Na verdade, acho os determinismos biológicos bobagem. Tenho
a impressão de que nós, coletivamente, escolhemos como queremos viver. É
cultural. Nas últimas décadas, muitos de nós preferimos a inquietação em
oposição à quietude. Nós escolhemos viver como bichos insatisfeitos em vez de
viver como bichos felizes. Não nos educamos para apreciar as felicidades
tranquilas da vida cotidiana. Talvez porque elas nos assustem. Talvez porque
uma vida serena e repetida nos lembre estagnação e morte. Talvez porque os
nossos valores sejam o do grande romance ocidental, em que sexo, romance e
aventura culminam em uma morte dramática e prematura, como em Romeu e Julieta.

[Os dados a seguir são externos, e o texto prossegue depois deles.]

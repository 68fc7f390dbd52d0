//! Layout sizing types and density conversion.
//!
//! `SizeSpec` is what a node declares; `MeasureSpec` (in `constraints`) is
//! what the measure phase hands to it.

use serde::{Deserialize, Serialize};

// Host toolkit baseline: 1dp == 1px at 160dpi.
pub const BASE_DENSITY: f32 = 1.0;
pub const BASE_FONT_SIZE: f32 = 14.0;

/// Declared sizing mode for one axis of a node.
#[derive(Debug, Clone, Copy, PartialEq, Default, Serialize, Deserialize)]
#[serde(rename_all = "snake_case")]
pub enum SizeSpec {
    /// Fixed pixel size.
    Exact(i32),
    /// Shrink to the node's intrinsic measurement.
    #[default]
    WrapContent,
    /// Take the parent's resolved size.
    MatchParent,
    /// Fraction (0..1) of the parent's resolved size.
    Percent(f32),
}

/// Density-independent pixel conversion, supplied by the host display.
///
/// Conversions truncate toward zero, matching the host's integer dimension
/// helpers.
#[derive(Debug, Clone, Copy, PartialEq, Serialize, Deserialize)]
#[serde(default)]
pub struct Density {
    /// Pixels per dp.
    pub density: f32,
    /// Pixels per sp (density times the user's font scale).
    pub scaled_density: f32,
}

impl Density {
    pub fn new(density: f32, scaled_density: f32) -> Self {
        Self { density, scaled_density }
    }

    /// dp to whole device pixels.
    #[inline]
    pub fn dp(&self, value: f32) -> i32 {
        (value * self.density) as i32
    }

    /// dp to fractional device pixels (radii, line spacing).
    #[inline]
    pub fn dp_f(&self, value: f32) -> f32 {
        value * self.density
    }

    /// sp to fractional device pixels (font sizes).
    #[inline]
    pub fn sp(&self, value: f32) -> f32 {
        value * self.scaled_density
    }
}

impl Default for Density {
    fn default() -> Self {
        Self {
            density: BASE_DENSITY,
            scaled_density: BASE_DENSITY,
        }
    }
}
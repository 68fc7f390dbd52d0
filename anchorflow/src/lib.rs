//! anchorflow: Anchor and Flow Layout Engine
//!
//! anchorflow positions rectangular nodes inside a container from
//! declarative rules:
//! - Percentage offsets and edge/center anchors relative to the parent or
//!   to previously placed siblings
//! - Line-wrapping flow with horizontal and vertical gaps
//! - Text and image primitives measured without host widgets
//!
//! # Usage
//!
//! ```ignore
//! use anchorflow::layout::{AnchorSpec, AnchorTarget, IntrinsicView, LayoutParams, MeasureSpecs, PercentLayout};
//! use anchorflow::{Rect, Size};
//!
//! let mut layout = PercentLayout::new().push(
//!     "badge",
//!     IntrinsicView::new(50, 20),
//!     LayoutParams::default().anchors(AnchorSpec::new().left_percent(0.25).center_vertical_of(AnchorTarget::Parent)),
//! );
//! layout.measure(MeasureSpecs::exactly(Size::new(200, 100)));
//! let registry = layout.layout(Rect::new(0, 0, 200, 100));
//! ```
//!
//! The library logs through `tracing` and installs no subscriber.

// Core primitives
pub mod primitives;
pub mod error;
pub mod config;

// Layout system (anchor resolver, flow packer, containers)
pub mod layout;

// Re-export core types
pub use primitives::{Color, Insets, Point, Rect, Size};
pub use error::{LayoutError, Result};
pub use config::LayoutConfig;

// Layout system exports
pub use layout::{
    AnchorSpec, AnchorTarget, FlowLayout, HostView, LayoutDocument, LayoutParams, MeasureSpec,
    MeasureSpecs, NodeHandle, NodeRegistry, PercentLayout, Primitive, PrimitiveLayout, SizeSpec,
};
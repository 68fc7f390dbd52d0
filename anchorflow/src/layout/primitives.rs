//! Draw List - paint output of the primitive container.
//!
//! Commands are recorded in paint order and carry absolute device-pixel
//! geometry. The host replays them on its canvas.

use crate::primitives::{Color, Point, Rect};

use super::elements::CornerRadii;

/// One paint operation.
#[derive(Debug, Clone, PartialEq)]
pub enum DrawCommand {
    /// A filled (optionally rounded) rectangle behind a text run.
    Background {
        rect: Rect,
        radii: CornerRadii,
        color: Color,
    },
    /// A single line of text; `origin` is the top-left of the line box.
    Text {
        text: String,
        origin: Point,
        font_size: f32,
        color: Color,
    },
    /// An image stretched to `rect`.
    Image {
        rect: Rect,
        key: String,
        tint: Option<Color>,
    },
}

/// Paint commands for one frame.
#[derive(Debug, Default, Clone, PartialEq)]
pub struct DrawList {
    commands: Vec<DrawCommand>,
}

impl DrawList {
    pub fn new() -> Self {
        Self::default()
    }

    // =========================================================================
    // Add methods
    // =========================================================================

    #[inline]
    pub fn add_background(&mut self, rect: Rect, radii: CornerRadii, color: Color) -> &mut Self {
        self.commands.push(DrawCommand::Background { rect, radii, color });
        self
    }

    #[inline]
    pub fn add_text(
        &mut self,
        text: impl Into<String>,
        origin: Point,
        font_size: f32,
        color: Color,
    ) -> &mut Self {
        self.commands.push(DrawCommand::Text {
            text: text.into(),
            origin,
            font_size,
            color,
        });
        self
    }

    #[inline]
    pub fn add_image(&mut self, rect: Rect, key: impl Into<String>, tint: Option<Color>) -> &mut Self {
        self.commands.push(DrawCommand::Image {
            rect,
            key: key.into(),
            tint,
        });
        self
    }

    pub fn commands(&self) -> &[DrawCommand] {
        &self.commands
    }

    /// Text commands only, in paint order.
    pub fn texts(&self) -> impl Iterator<Item = (&str, Point)> {
        self.commands.iter().filter_map(|c| match c {
            DrawCommand::Text { text, origin, .. } => Some((text.as_str(), *origin)),
            _ => None,
        })
    }

    pub fn is_empty(&self) -> bool {
        self.commands.is_empty()
    }

    pub fn len(&self) -> usize {
        self.commands.len()
    }
}

impl IntoIterator for DrawList {
    type Item = DrawCommand;
    type IntoIter = std::vec::IntoIter<DrawCommand>;

    fn into_iter(self) -> Self::IntoIter {
        self.commands.into_iter()
    }
}
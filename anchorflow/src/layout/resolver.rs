//! Anchor resolution.
//!
//! Turns a node's `AnchorSpec` into a top-left position, one axis at a
//! time, against the parent box and the siblings already placed in this
//! pass. Call order is layout order: a sibling placed later (or the node
//! itself) is not in the registry yet and reads as the zero rect.
//!
//! There is no clamping. A node may land partly or entirely outside its
//! parent if its anchors say so.

use crate::primitives::{Insets, Point, Rect, Size};

use super::anchor::{AnchorSpec, AnchorTarget, AxisAnchors, AxisRule};
use super::handle::NodeHandle;
use super::registry::NodeRegistry;

/// Which axis a rule is being evaluated on.
#[derive(Debug, Clone, Copy, PartialEq, Eq)]
pub enum Axis {
    Horizontal,
    Vertical,
}

impl Axis {
    #[inline]
    fn start(self, rect: &Rect) -> i32 {
        match self {
            Axis::Horizontal => rect.left,
            Axis::Vertical => rect.top,
        }
    }

    #[inline]
    fn end(self, rect: &Rect) -> i32 {
        match self {
            Axis::Horizontal => rect.right,
            Axis::Vertical => rect.bottom,
        }
    }

    #[inline]
    fn extent(self, rect: &Rect) -> i32 {
        match self {
            Axis::Horizontal => rect.width(),
            Axis::Vertical => rect.height(),
        }
    }

    #[inline]
    fn mid(self, rect: &Rect) -> i32 {
        match self {
            Axis::Horizontal => rect.mid_x(),
            Axis::Vertical => rect.mid_y(),
        }
    }
}

/// Resolve a node's top-left corner.
///
/// `parent` is the container box as the host handed it to the layout pass;
/// parent-relative edge rules read its edges directly. `size` is the node's
/// measured size and `margins` its own margins.
pub fn resolve(
    parent: Rect,
    registry: &NodeRegistry,
    spec: &AnchorSpec,
    margins: &Insets,
    size: Size,
) -> Point {
    let x = resolve_axis(
        Axis::Horizontal,
        &spec.horizontal,
        parent,
        registry,
        (margins.left, margins.right),
        size.width,
    );
    let y = resolve_axis(
        Axis::Vertical,
        &spec.vertical,
        parent,
        registry,
        (margins.top, margins.bottom),
        size.height,
    );
    Point::new(x, y)
}

/// Resolve a node and register its rect under `handle`.
///
/// This is the per-node step both anchor containers run in declaration
/// order.
pub fn place(
    registry: &mut NodeRegistry,
    parent: Rect,
    handle: NodeHandle,
    spec: &AnchorSpec,
    margins: &Insets,
    size: Size,
) -> Rect {
    let origin = resolve(parent, registry, spec, margins, size);
    let rect = Rect::from_origin_size(origin, size);
    registry.register(handle, rect);
    tracing::trace!(handle = handle.raw(), ?rect, "placed node");
    rect
}

/// Resolve one axis. `margins` is (start, end) along that axis.
pub fn resolve_axis(
    axis: Axis,
    anchors: &AxisAnchors,
    parent: Rect,
    registry: &NodeRegistry,
    margins: (i32, i32),
    extent: i32,
) -> i32 {
    let (start_margin, end_margin) = margins;
    let Some(rule) = anchors.active() else {
        return 0;
    };

    match rule {
        AxisRule::Percent(p) => (axis.extent(&parent) as f32 * p).round() as i32,
        AxisRule::Center(AnchorTarget::Parent) => (axis.extent(&parent) - extent) / 2,
        AxisRule::Center(target) => {
            axis.mid(&target_rect(target, parent, registry)) - extent / 2
        }
        AxisRule::StartToEnd(target) => {
            axis.end(&target_rect(target, parent, registry)) + start_margin
        }
        AxisRule::StartToStart(target) => {
            axis.start(&target_rect(target, parent, registry)) + start_margin
        }
        AxisRule::EndToStart(target) => {
            axis.start(&target_rect(target, parent, registry)) - end_margin - extent
        }
        AxisRule::EndToEnd(target) => {
            axis.end(&target_rect(target, parent, registry)) - end_margin - extent
        }
    }
}

/// The rect a rule measures against. Unplaced siblings read as zero.
fn target_rect(target: AnchorTarget, parent: Rect, registry: &NodeRegistry) -> Rect {
    match target {
        AnchorTarget::Parent => parent,
        AnchorTarget::Node(handle) => registry.get(handle).unwrap_or_else(|| {
            tracing::trace!(handle = handle.raw(), "anchor target not placed yet, using origin");
            Rect::ZERO
        }),
    }
}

Qualquer que seja a razão, não nos preparamos para apreciar
os prazeres cotidianos. Estamos sempre olhando para fora de um jeito sonhador,
ou para dentro de uma forma exageradamente crítica. Assim cultivamos a
insatisfação e a infelicidade. Assim perdemos os melhores momentos da vida dos
outros, e da nossa.
Por isso eu gosto tanto da parte de dentro do edredom nas
noites de inverno. Ela confere uma dimensão material e concreta aos nossos
compromissos. Ela traduz, de forma gostosa e protetora, as nossas opções
afetivas. Mostra que somos capazes de escolher, partilhar e proteger. Que
sabemos apreciar o prazer e o conforto do nosso convívio. Ela é uma metáfora
quentinha de uma parte importante e subestimada de nós – aquela que precisa do
outro, que gosta do outro, que tem prazer na presença e no convívio com o
outro. Aquela parte de nós que prefere ser feliz a reclamar.